I don't mean just Poison'd or In a Wicked Age, with all the PC-PC stabbing, either! Smaller, reconcilable conflicts of interest between PCs will contribute a lot to any game. Think how dull Firefly would have been without the conflicts of interest between Jayne, Simon, River and Mal, for instance. In my games I want those conflicts to blossom, and that means getting the players on the same page even when their characters aren't.

 



55. On 2009-08-12, Mathieu Leocmach said:

The follow-up conflict mechanism in Dogs works in the same direction right ?

If I loose now on my terms, I have more chance to win later ... provided that the conflict is different enough.

  • Frontal conflict between players is not the optimum strategy
  • I have to reformulate what I really want before the next battle. So it quenches any emotional overheat.

The fight/bargain relation in Poison'd also. Fights are useful only to kill, not to get what you want. You get what you want from the others using bargains. Frontal conflict is then obviously not the optimal strategy.

 



56. On 2009-08-13, Bwian said:

Vincent:

I think that most conventional rpgs try to prevent inter-player conflicts of interest by preventing inter-character conflicts

I agree absolutely!  The alignments example fits this category.

I also think there is a looong history of efforts to prevent inter-player conflicts by means that have little to do with character-character conflict.

E.g. Like character classing.  Or points systems to 'balance bplayer characters'.  Or combat rules that 'give everyone a turn in order'.  Or routines for generating equitable 'treasures' or dividing 'experience points'.  Or exhortations (seldom mechanisms, granted) to ensure equal 'air time' for players.

And I agree with your remarks about character-character conflict adding interest/ drama/ a whole-other dimension to role play.

It seems to me that the essential questions are:

1) how do the mechanisms help a player create a psychological distance between the character's current situation and the player's situation?

2) how do the mechanisms help each player win without forcing other players to lose?

Noting that (1) seems to run counter to what some people seem to want in their roleplay; and most RPG 'rules' focus on general advice and encouragement - rather than explicit game mechanisms - to achieve (2).

Actually, I'm not at all sure about item (2).  I'm trying to get at something like:  The mechanisms are essentially cooperative.  Both (all?) players can win, regardless(?) of the happiness/ unhappiness of their characters.

I'm quite confused now about item (2).

Mathieu:  Liked your post.

Frontal conflict between players is not the optimum strategy

That's true, insofar as your players place a high priority on interacting with each other and avoiding win-lose interactions with each other.  Some players (or player groups) seem to revel in - or at least repeatedly invite - that kind of conflict, I've noticed.

By 'frontal conflict', I guess you mean both players playing their hardest to have their characters win the struggle-of-the-moment?  Contrasted with being willing as a player to 'bide your time' or 'find another way' and be cool with your character take a pasting.

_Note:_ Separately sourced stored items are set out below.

use mealbook_db::table::Plan;
use mealbook_shared::{clean_name, format_date, mealplan::PlanKind, to_day};
use sea_query::{Query, SqliteQueryBuilder};
use sea_query_sqlx::SqlxBinder;
use serde::Deserialize;
use time::Date;
use ulid::Ulid;
use validator::Validate;

#[derive(Validate, Clone, Debug, Default, Deserialize)]
pub struct GenerateInput {
    #[validate(length(min = 1, max = 80))]
    pub name: String,
    #[serde(default)]
    pub source_plan_id: Option<String>,
    #[serde(default)]
    pub start: Option<Date>,
    #[serde(default)]
    pub end: Option<Date>,
}

impl super::Command {
    /// Creates a shopping list over a planner, or over every planner between
    /// two dates when no source is given.
    pub async fn generate(&self, input: GenerateInput) -> mealbook_shared::Result<String> {
        let input = GenerateInput {
            name: clean_name(&input.name),
            ..input
        };
        input.validate()?;

        let (start, end) = match input.source_plan_id.as_deref() {
            Some(source_id) => {
                let mut conn = self.read_db.acquire().await?;
                let source =
                    mealbook_mealplan::load_plan_of_kind(&mut conn, source_id, PlanKind::Planner)
                        .await?;

                let start = input.start.unwrap_or(source.start);
                let end = input.end.unwrap_or(source.end);

                if !source.contains(start) || !source.contains(end) {
                    mealbook_shared::user!(
                        "the list must lie within '{}' ({} to {})",
                        source.name,
                        format_date(source.start),
                        format_date(source.end)
                    );
                }

                (start, end)
            }
            None => {
                let (Some(start), Some(end)) = (input.start, input.end) else {
                    mealbook_shared::user!("a list without a planner needs a start and an end date");
                };

                (start, end)
            }
        };

        mealbook_mealplan::check_range(start, end)?;

        let id = Ulid::new().to_string();
        let (sql, values) = Query::insert()
            .into_table(Plan::Table)
            .columns([
                Plan::Id,
                Plan::Kind,
                Plan::Name,
                Plan::StartDay,
                Plan::EndDay,
                Plan::SourcePlanId,
                Plan::CreatedAt,
            ])
            .values_panic([
                id.to_owned().into(),
                PlanKind::ShoppingList.to_string().into(),
                input.name.to_owned().into(),
                to_day(start).into(),
                to_day(end).into(),
                input.source_plan_id.to_owned().into(),
                mealbook_shared::now().into(),
            ])
            .build_sqlx(SqliteQueryBuilder);

        sqlx::query_with(&sql, values)
            .execute(&self.write_db)
            .await?;

        tracing::info!(
            plan.id = %id,
            source = ?input.source_plan_id,
            start = %format_date(start),
            end = %format_date(end),
            "shopping list generated"
        );

        Ok(id)
    }
}
use mealbook_db::table::{Ingredient, RecipeIngredient, ShoppingListItem};
use sea_query::{Expr, ExprTrait, Query, SqliteQueryBuilder};
use sea_query_sqlx::SqlxBinder;

impl super::Command {
    /// Refuses to delete an ingredient that still appears in a recipe.
    pub async fn delete(&self, id: impl Into<String>) -> mealbook_shared::Result<()> {
        let id = id.into();
        let mut tx = self.write_db.begin().await?;

        let Some(ingredient) = super::load_many(&mut tx, vec![id.to_owned()])
            .await?
            .into_iter()
            .next()
        else {
            mealbook_shared::not_found!("ingredient {id}");
        };

        let (sql, values) = Query::select()
            .column(RecipeIngredient::RecipeId)
            .distinct()
            .from(RecipeIngredient::Table)
            .and_where(Expr::col(RecipeIngredient::IngredientId).eq(&id))
            .build_sqlx(SqliteQueryBuilder);

        let used_by = sqlx::query_as_with::<_, (String,), _>(&sql, values)
            .fetch_all(&mut *tx)
            .await?;

        if !used_by.is_empty() {
            mealbook_shared::user!(
                "ingredient '{}' is used by {} recipe(s)",
                ingredient.name,
                used_by.len()
            );
        }

        let (sql, values) = Query::delete()
            .from_table(ShoppingListItem::Table)
            .and_where(Expr::col(ShoppingListItem::IngredientId).eq(&id))
            .build_sqlx(SqliteQueryBuilder);
        sqlx::query_with(&sql, values).execute(&mut *tx).await?;

        let (sql, values) = Query::delete()
            .from_table(Ingredient::Table)
            .and_where(Expr::col(Ingredient::Id).eq(&id))
            .build_sqlx(SqliteQueryBuilder);
        sqlx::query_with(&sql, values).execute(&mut *tx).await?;

        tx.commit().await?;

        tracing::info!(ingredient.id = %id, "ingredient deleted");

        Ok(())
    }
}
use axum::{
    Router,
    routing::{delete, get, post, put},
};
use mealbook_recipe::{folder, import, ingredient};
use sqlx::SqlitePool;

mod folders;
mod health;
mod imports;
mod ingredients;
mod plans;
mod recipes;
mod shopping;

#[derive(Clone)]
pub struct AppState {
    pub config: crate::config::Config,
    pub state: mealbook_shared::State,
    pub recipe_command: mealbook_recipe::Command,
    pub ingredient_command: ingredient::Command,
    pub folder_command: folder::Command,
    pub import_command: import::Command,
    pub plan_command: mealbook_mealplan::Command,
    pub shopping_command: mealbook_shopping::Command,
}

impl AppState {
    pub fn new(config: crate::config::Config, state: mealbook_shared::State) -> Self {
        Self {
            config,
            recipe_command: mealbook_recipe::Command::new(state.clone()),
            ingredient_command: ingredient::Command::new(state.clone()),
            folder_command: folder::Command::new(state.clone()),
            import_command: import::Command::new(state.clone()),
            plan_command: mealbook_mealplan::Command::new(state.clone()),
            shopping_command: mealbook_shopping::Command::new(state.clone()),
            state,
        }
    }

    fn pool(&self) -> SqlitePool {
        self.state.read_db.clone()
    }
}

pub fn router(app_state: AppState) -> Router {
    Router::new()
        .route("/health", get(health::health))
        .route("/ready", get(health::ready))
        .with_state(app_state.pool())
        .merge(api(app_state))
}

fn api(app_state: AppState) -> Router {
    Router::new()
        .route(
            "/api/ingredients",
            get(ingredients::list).post(ingredients::create),
        )
        .route(
            "/api/ingredients/{id}",
            get(ingredients::find)
                .put(ingredients::update)
                .delete(ingredients::delete),
        )
        .route("/api/recipes", get(recipes::list).post(recipes::create))
        .route(
            "/api/recipes/{id}",
            get(recipes::find)
                .put(recipes::update)
                .delete(recipes::delete),
        )
        .route("/api/recipes/{id}/duplicate", post(recipes::duplicate))
        .route("/api/recipes/{id}/folder", put(recipes::move_to_folder))
        .route(
            "/api/recipes/{id}/ingredients",
            put(recipes::set_ingredients).post(recipes::add_ingredient),
        )
        .route(
            "/api/recipes/{id}/ingredients/{position}",
            delete(recipes::remove_ingredient),
        )
        .route("/api/folders", get(folders::tree).post(folders::create))
        .route(
            "/api/folders/{id}",
            get(folders::find)
                .put(folders::rename)
                .delete(folders::delete),
        )
        .route("/api/folders/{id}/parent", put(folders::move_to))
        .route("/api/import", post(imports::import))
        .route("/api/import/preview", post(imports::preview))
        .route("/api/plans", get(plans::list).post(plans::create))
        .route(
            "/api/plans/{id}",
            get(plans::find).put(plans::rename).delete(plans::delete),
        )
        .route("/api/plans/{id}/range", put(plans::reschedule))
        .route("/api/plans/{id}/meals", post(plans::add_meal))
        .route("/api/plans/{id}/copy-day", post(plans::copy_day))
        .route(
            "/api/meals/{id}",
            put(plans::update_meal).delete(plans::remove_meal),
        )
        .route(
            "/api/shopping",
            get(shopping::lists).post(shopping::generate),
        )
        .route(
            "/api/shopping/{id}",
            get(shopping::load).delete(shopping::delete),
        )
        .route("/api/shopping/{id}/reset", post(shopping::reset))
        .route("/api/shopping/{id}/prune", post(shopping::prune))
        .route(
            "/api/shopping/{id}/items/{ingredient_id}/toggle",
            post(shopping::toggle),
        )
        .route(
            "/api/shopping/{id}/items/{ingredient_id}/quantity",
            put(shopping::set_quantity),
        )
        .with_state(app_state)
}

fn not_found(what: impl std::fmt::Display) -> crate::error::AppError {
    mealbook_shared::Error::NotFound(what.to_string()).into()
}
use mealbook_shared::{clean_name, recipe::Unit};
use regex::Regex;
use serde::Serialize;
use std::sync::LazyLock;

static RE_QUANTITY: LazyLock<Regex> = LazyLock::new(|| {
    Regex::new(
        r"^(?:(?P<whole>\d+)\s+(?P<num>\d+)/(?P<den>\d+)|(?P<fnum>\d+)/(?P<fden>\d+)|(?P<low>\d+(?:[.,]\d+)?)(?:\s*(?:-|–|to)\s*(?P<high>\d+(?:[.,]\d+)?))?)\s*",
    )
    .unwrap()
});

static RE_UNIT: LazyLock<Regex> =
    LazyLock::new(|| Regex::new(r"^(?P<unit>[A-Za-z]+)\.?(?:\s+|$)").unwrap());

static RE_PARENTHESES: LazyLock<Regex> = LazyLock::new(|| Regex::new(r"\([^)]*\)").unwrap());

const VULGAR_FRACTIONS: [(char, &str); 15] = [
    ('½', "1/2"),
    ('⅓', "1/3"),
    ('⅔', "2/3"),
    ('¼', "1/4"),
    ('¾', "3/4"),
    ('⅕', "1/5"),
    ('⅖', "2/5"),
    ('⅗', "3/5"),
    ('⅘', "4/5"),
    ('⅙', "1/6"),
    ('⅚', "5/6"),
    ('⅛', "1/8"),
    ('⅜', "3/8"),
    ('⅝', "5/8"),
    ('⅞', "7/8"),
];

/// One ingredient line of an imported recipe.
#[derive(Debug, Clone, Serialize, PartialEq)]
pub struct ParsedLine {
    pub raw: String,
    /// Number written on the line, if any.
    pub quantity: Option<f64>,
    /// Quantity converted to `unit`, 1 piece when the line has no number.
    pub amount: f64,
    pub unit: Unit,
    pub name: String,
    pub note: Option<String>,
}

/// Base unit and conversion factor of a written unit.
pub fn unit_factor(unit: &str) -> Option<(Unit, f64)> {
    let factor = match unit.to_lowercase().as_str() {
        "g" | "gr" | "gram" | "grams" | "gramme" | "grammes" => (Unit::Gram, 1.0),
        "kg" | "kilo" | "kilos" | "kilogram" | "kilograms" => (Unit::Gram, 1000.0),
        "oz" | "ounce" | "ounces" => (Unit::Gram, 28.35),
        "lb" | "lbs" | "pound" | "pounds" => (Unit::Gram, 453.59),
        "ml" | "millilitre" | "millilitres" | "milliliter" | "milliliters" => {
            (Unit::Millilitre, 1.0)
        }
        "cl" => (Unit::Millilitre, 10.0),
        "dl" => (Unit::Millilitre, 100.0),
        "l" | "litre" | "litres" | "liter" | "liters" => (Unit::Millilitre, 1000.0),
        "cup" | "cups" => (Unit::Millilitre, 240.0),
        "tbsp" | "tbs" | "tablespoon" | "tablespoons" => (Unit::Millilitre, 15.0),
        "tsp" | "teaspoon" | "teaspoons" => (Unit::Millilitre, 5.0),
        "piece" | "pieces" | "pc" | "pcs" | "whole" => (Unit::Piece, 1.0),
        _ => return None,
    };

    Some(factor)
}

fn replace_vulgar_fractions(value: &str) -> String {
    let mut out = String::with_capacity(value.len());

    for c in value.chars() {
        match VULGAR_FRACTIONS.iter().find(|(f, _)| *f == c) {
            Some((_, ascii)) => {
                out.push(' ');
                out.push_str(ascii);
                out.push(' ');
            }
            None => out.push(c),
        }
    }

    out
}

fn number(value: &str) -> Option<f64> {
    value.replace(',', ".").parse::<f64>().ok()
}

fn fraction(num: &str, den: &str) -> Option<f64> {
    let num = number(num)?;
    let den = number(den)?;

    if den == 0.0 {
        return None;
    }

    Some(num / den)
}

fn leading_quantity(line: &str) -> (Option<f64>, &str) {
    let Some(caps) = RE_QUANTITY.captures(line) else {
        return (None, line);
    };

    let rest = &line[caps.get(0).map(|m| m.end()).unwrap_or_default()..];

    let quantity = if let (Some(whole), Some(num), Some(den)) =
        (caps.name("whole"), caps.name("num"), caps.name("den"))
    {
        number(whole.as_str()).zip(fraction(num.as_str(), den.as_str())).map(|(w, f)| w + f)
    } else if let (Some(num), Some(den)) = (caps.name("fnum"), caps.name("fden")) {
        fraction(num.as_str(), den.as_str())
    } else {
        caps.name("high")
            .or_else(|| caps.name("low"))
            .and_then(|m| number(m.as_str()))
    };

    match quantity {
        Some(quantity) => (Some(quantity), rest),
        None => (None, line),
    }
}

/// Splits a free-text line such as `1 ½ cups flour, sifted` into quantity,
/// unit, name and note.
pub fn parse_line(raw: &str) -> ParsedLine {
    let line = clean_name(&replace_vulgar_fractions(raw));
    let (quantity, rest) = leading_quantity(&line);

    let (unit, factor, rest) = match RE_UNIT.captures(rest) {
        Some(caps) => match caps.name("unit").and_then(|m| unit_factor(m.as_str())) {
            Some((unit, factor)) => {
                let end = caps.get(0).map(|m| m.end()).unwrap_or_default();
                (unit, factor, &rest[end..])
            }
            None => (Unit::Piece, 1.0, rest),
        },
        None => (Unit::Piece, 1.0, rest),
    };

    let rest = rest.strip_prefix("of ").unwrap_or(rest);
    let rest = RE_PARENTHESES.replace_all(rest, " ");
    let (name, note) = match rest.split_once(',') {
        Some((name, note)) => (clean_name(name), Some(clean_name(note))),
        None => (clean_name(&rest), None),
    };

    ParsedLine {
        raw: raw.trim().to_owned(),
        quantity,
        amount: quantity.unwrap_or(1.0) * factor,
        unit,
        name,
        note: note.filter(|n| !n.is_empty()),
    }
}
use axum::{
    Json,
    extract::{Path, Query, State},
    http::StatusCode,
};
use mealbook_mealplan::Plan;
use mealbook_shopping::{GenerateInput, ShoppingList};
use serde::Deserialize;
use serde_json::{Value, json};

use crate::{error::AppError, routes::AppState};

#[derive(Debug, Default, Deserialize)]
pub struct LoadParams {
    #[serde(default)]
    pub checked_last: bool,
}

#[derive(Debug, Deserialize)]
pub struct QuantityBody {
    pub quantity: Option<f64>,
}

pub async fn lists(State(app): State<AppState>) -> Result<Json<Vec<Plan>>, AppError> {
    let lists = mealbook_shopping::Query(app.state).lists().await?;

    Ok(Json(lists))
}

pub async fn load(
    State(app): State<AppState>,
    Path(id): Path<String>,
    Query(params): Query<LoadParams>,
) -> Result<Json<ShoppingList>, AppError> {
    let Some(list) = mealbook_shopping::Query(app.state)
        .load(&id, params.checked_last)
        .await?
    else {
        return Err(super::not_found(format!("shopping list {id}")));
    };

    Ok(Json(list))
}

pub async fn generate(
    State(app): State<AppState>,
    Json(input): Json<GenerateInput>,
) -> Result<(StatusCode, Json<Value>), AppError> {
    let id = app.shopping_command.generate(input).await?;

    Ok((StatusCode::CREATED, Json(json!({ "id": id }))))
}

pub async fn delete(
    State(app): State<AppState>,
    Path(id): Path<String>,
) -> Result<StatusCode, AppError> {
    app.shopping_command.delete(id).await?;

    Ok(StatusCode::NO_CONTENT)
}

pub async fn toggle(
    State(app): State<AppState>,
    Path((id, ingredient_id)): Path<(String, String)>,
) -> Result<Json<Value>, AppError> {
    let checked = app.shopping_command.toggle(id, ingredient_id).await?;

    Ok(Json(json!({ "checked": checked })))
}

pub async fn set_quantity(
    State(app): State<AppState>,
    Path((id, ingredient_id)): Path<(String, String)>,
    Json(body): Json<QuantityBody>,
) -> Result<StatusCode, AppError> {
    app.shopping_command
        .set_quantity(id, ingredient_id, body.quantity)
        .await?;

    Ok(StatusCode::NO_CONTENT)
}

pub async fn reset(
    State(app): State<AppState>,
    Path(id): Path<String>,
) -> Result<StatusCode, AppError> {
    app.shopping_command.reset(id).await?;

    Ok(StatusCode::NO_CONTENT)
}

pub async fn prune(
    State(app): State<AppState>,
    Path(id): Path<String>,
) -> Result<Json<Value>, AppError> {
    let pruned = app.shopping_command.prune(id).await?;

    Ok(Json(json!({ "pruned": pruned })))
}
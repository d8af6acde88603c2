#![allow(dead_code)]

use axum::{
    Router,
    body::Body,
    http::{Method, Request, StatusCode},
};
use http_body_util::BodyExt;
use mealbook::Config;
use serde_json::Value;
use std::path::Path;
use tower::ServiceExt;

pub async fn setup_test_app(path: &Path) -> anyhow::Result<Router> {
    let url = format!("sqlite:{}", path.to_str().unwrap());
    let pool = mealbook::db::create_pool(&url, 1).await?;
    mealbook::db::migrate(&pool).await?;

    let mut config = Config::load(Some("config/default.toml".to_owned()))?;
    config.database.url = url;

    Ok(mealbook::create_app(config, pool))
}

pub async fn send(
    app: &Router,
    method: Method,
    uri: &str,
    body: Option<Value>,
) -> anyhow::Result<(StatusCode, Value)> {
    let request = Request::builder().method(method).uri(uri);
    let request = match body {
        Some(body) => request
            .header("content-type", "application/json")
            .body(Body::from(serde_json::to_vec(&body)?))?,
        None => request.body(Body::empty())?,
    };

    let response = app.clone().oneshot(request).await?;
    let status = response.status();
    let bytes = response.into_body().collect().await?.to_bytes();
    let value = if bytes.is_empty() {
        Value::Null
    } else {
        serde_json::from_slice(&bytes)?
    };

    Ok((status, value))
}

pub async fn create(app: &Router, uri: &str, body: Value) -> anyhow::Result<String> {
    let (status, value) = send(app, Method::POST, uri, Some(body)).await?;
    assert_eq!(status, StatusCode::CREATED, "{uri}: {value}");

    Ok(value["id"].as_str().unwrap_or_default().to_owned())
}
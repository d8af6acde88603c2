mod create;
mod delete;
mod hierarchy;
mod update;

pub use create::CreateFolderInput;
pub use delete::DeleteMode;
pub use hierarchy::{FolderNode, Hierarchy};

use mealbook_db::table::{Folder as FolderTable, Recipe};
use mealbook_shared::normalize_name;
use sea_query::{Expr, ExprTrait, Order, Query as SeaQuery, SqliteQueryBuilder};
use sea_query_sqlx::SqlxBinder;
use serde::Serialize;
use sqlx::{SqliteConnection, prelude::FromRow};
use std::{collections::HashMap, ops::Deref};

#[derive(Debug, Clone, Serialize, PartialEq, FromRow)]
pub struct Folder {
    pub id: String,
    pub parent_id: Option<String>,
    pub name: String,
    pub created_at: i64,
}

const COLUMNS: [FolderTable; 4] = [
    FolderTable::Id,
    FolderTable::ParentId,
    FolderTable::Name,
    FolderTable::CreatedAt,
];

#[derive(Clone)]
pub struct Command {
    state: mealbook_shared::State,
}

impl Deref for Command {
    type Target = mealbook_shared::State;

    fn deref(&self) -> &Self::Target {
        &self.state
    }
}

impl Command {
    pub fn new(state: mealbook_shared::State) -> Self {
        Self { state }
    }
}

#[derive(Clone)]
pub struct Query(pub mealbook_shared::State);

impl Deref for Query {
    type Target = mealbook_shared::State;

    fn deref(&self) -> &Self::Target {
        &self.0
    }
}

impl Query {
    pub async fn find(&self, id: impl Into<String>) -> anyhow::Result<Option<Folder>> {
        let (sql, values) = SeaQuery::select()
            .columns(COLUMNS)
            .from(FolderTable::Table)
            .and_where(Expr::col(FolderTable::Id).eq(id.into()))
            .build_sqlx(SqliteQueryBuilder);

        Ok(sqlx::query_as_with::<_, Folder, _>(&sql, values)
            .fetch_optional(&self.read_db)
            .await?)
    }

    pub async fn hierarchy(&self) -> anyhow::Result<Hierarchy> {
        let mut conn = self.read_db.acquire().await?;

        load_hierarchy(&mut conn).await
    }

    pub async fn children(&self, parent_id: Option<&str>) -> anyhow::Result<Vec<Folder>> {
        let mut statement = SeaQuery::select()
            .columns(COLUMNS)
            .from(FolderTable::Table)
            .order_by(FolderTable::Name, Order::Asc)
            .to_owned();

        match parent_id {
            Some(id) => statement.and_where(Expr::col(FolderTable::ParentId).eq(id)),
            None => statement.and_where(Expr::col(FolderTable::ParentId).is_null()),
        };

        let (sql, values) = statement.build_sqlx(SqliteQueryBuilder);
        let mut folders = sqlx::query_as_with::<_, Folder, _>(&sql, values)
            .fetch_all(&self.read_db)
            .await?;

        folders.sort_by_key(|f| normalize_name(&f.name));

        Ok(folders)
    }

    pub async fn path(&self, id: &str) -> anyhow::Result<Vec<Folder>> {
        let hierarchy = self.hierarchy().await?;

        Ok(hierarchy.path(id).into_iter().cloned().collect())
    }

    pub async fn descendant_ids(&self, id: &str) -> anyhow::Result<Vec<String>> {
        Ok(self.hierarchy().await?.descendant_ids(id))
    }

    pub async fn tree(&self) -> anyhow::Result<Vec<FolderNode>> {
        let hierarchy = self.hierarchy().await?;

        let (sql, values) = SeaQuery::select()
            .column(Recipe::FolderId)
            .from(Recipe::Table)
            .and_where(Expr::col(Recipe::FolderId).is_not_null())
            .build_sqlx(SqliteQueryBuilder);

        let rows = sqlx::query_as_with::<_, (String,), _>(&sql, values)
            .fetch_all(&self.read_db)
            .await?;

        let mut counts = HashMap::new();
        for (folder_id,) in rows {
            *counts.entry(folder_id).or_insert(0) += 1;
        }

        Ok(hierarchy.tree(&counts))
    }
}

pub(crate) async fn load_hierarchy(conn: &mut SqliteConnection) -> anyhow::Result<Hierarchy> {
    let (sql, values) = SeaQuery::select()
        .columns(COLUMNS)
        .from(FolderTable::Table)
        .build_sqlx(SqliteQueryBuilder);

    let folders = sqlx::query_as_with::<_, Folder, _>(&sql, values)
        .fetch_all(&mut *conn)
        .await?;

    Ok(Hierarchy::new(folders))
}

pub(crate) async fn folder_exists(
    conn: &mut SqliteConnection,
    id: &str,
) -> anyhow::Result<bool> {
    let (sql, values) = SeaQuery::select()
        .column(FolderTable::Id)
        .from(FolderTable::Table)
        .and_where(Expr::col(FolderTable::Id).eq(id))
        .build_sqlx(SqliteQueryBuilder);

    Ok(sqlx::query_as_with::<_, (String,), _>(&sql, values)
        .fetch_optional(&mut *conn)
        .await?
        .is_some())
}

/// Id of a sibling under `parent_id` whose name equals `name` ignoring case.
pub(crate) async fn find_sibling(
    conn: &mut SqliteConnection,
    parent_id: Option<&str>,
    name: &str,
    exclude_id: Option<&str>,
) -> anyhow::Result<Option<String>> {
    let mut statement = SeaQuery::select()
        .columns([FolderTable::Id, FolderTable::Name])
        .from(FolderTable::Table)
        .to_owned();

    match parent_id {
        Some(id) => statement.and_where(Expr::col(FolderTable::ParentId).eq(id)),
        None => statement.and_where(Expr::col(FolderTable::ParentId).is_null()),
    };

    let (sql, values) = statement.build_sqlx(SqliteQueryBuilder);
    let rows = sqlx::query_as_with::<_, (String, String), _>(&sql, values)
        .fetch_all(&mut *conn)
        .await?;

    let wanted = normalize_name(name);

    Ok(rows
        .into_iter()
        .filter(|(id, _)| Some(id.as_str()) != exclude_id)
        .find(|(_, n)| normalize_name(n) == wanted)
        .map(|(id, _)| id))
}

Still, if the game really does have 'winners' and 'losers' - some players in the end get what they want at the expense of what other players wanted - it is still going to feel like a win-lose interaction somewhere along the line.

Is what Vincent is aiming for games where a character can really fail from that character's point of view... while the character's player cheers... counting her character's loss as a win for the player?  Vincent?

So it quenches any emotional overheat. good point, this!

Hoping I haven't missed the point, here!  8)

Cheers

Bwian

 



57. On 2009-08-16, Carsten said:

I can see how player reconciliation helps to foster in-game conflict without hurt feelings on the part of the players. Much of the play on happens on the meta level. i can think of may way how this can come to dominate story and in-character concerns.

While firefly had some inter-character conflict, these spiced up the storytelling and did not dominate the series.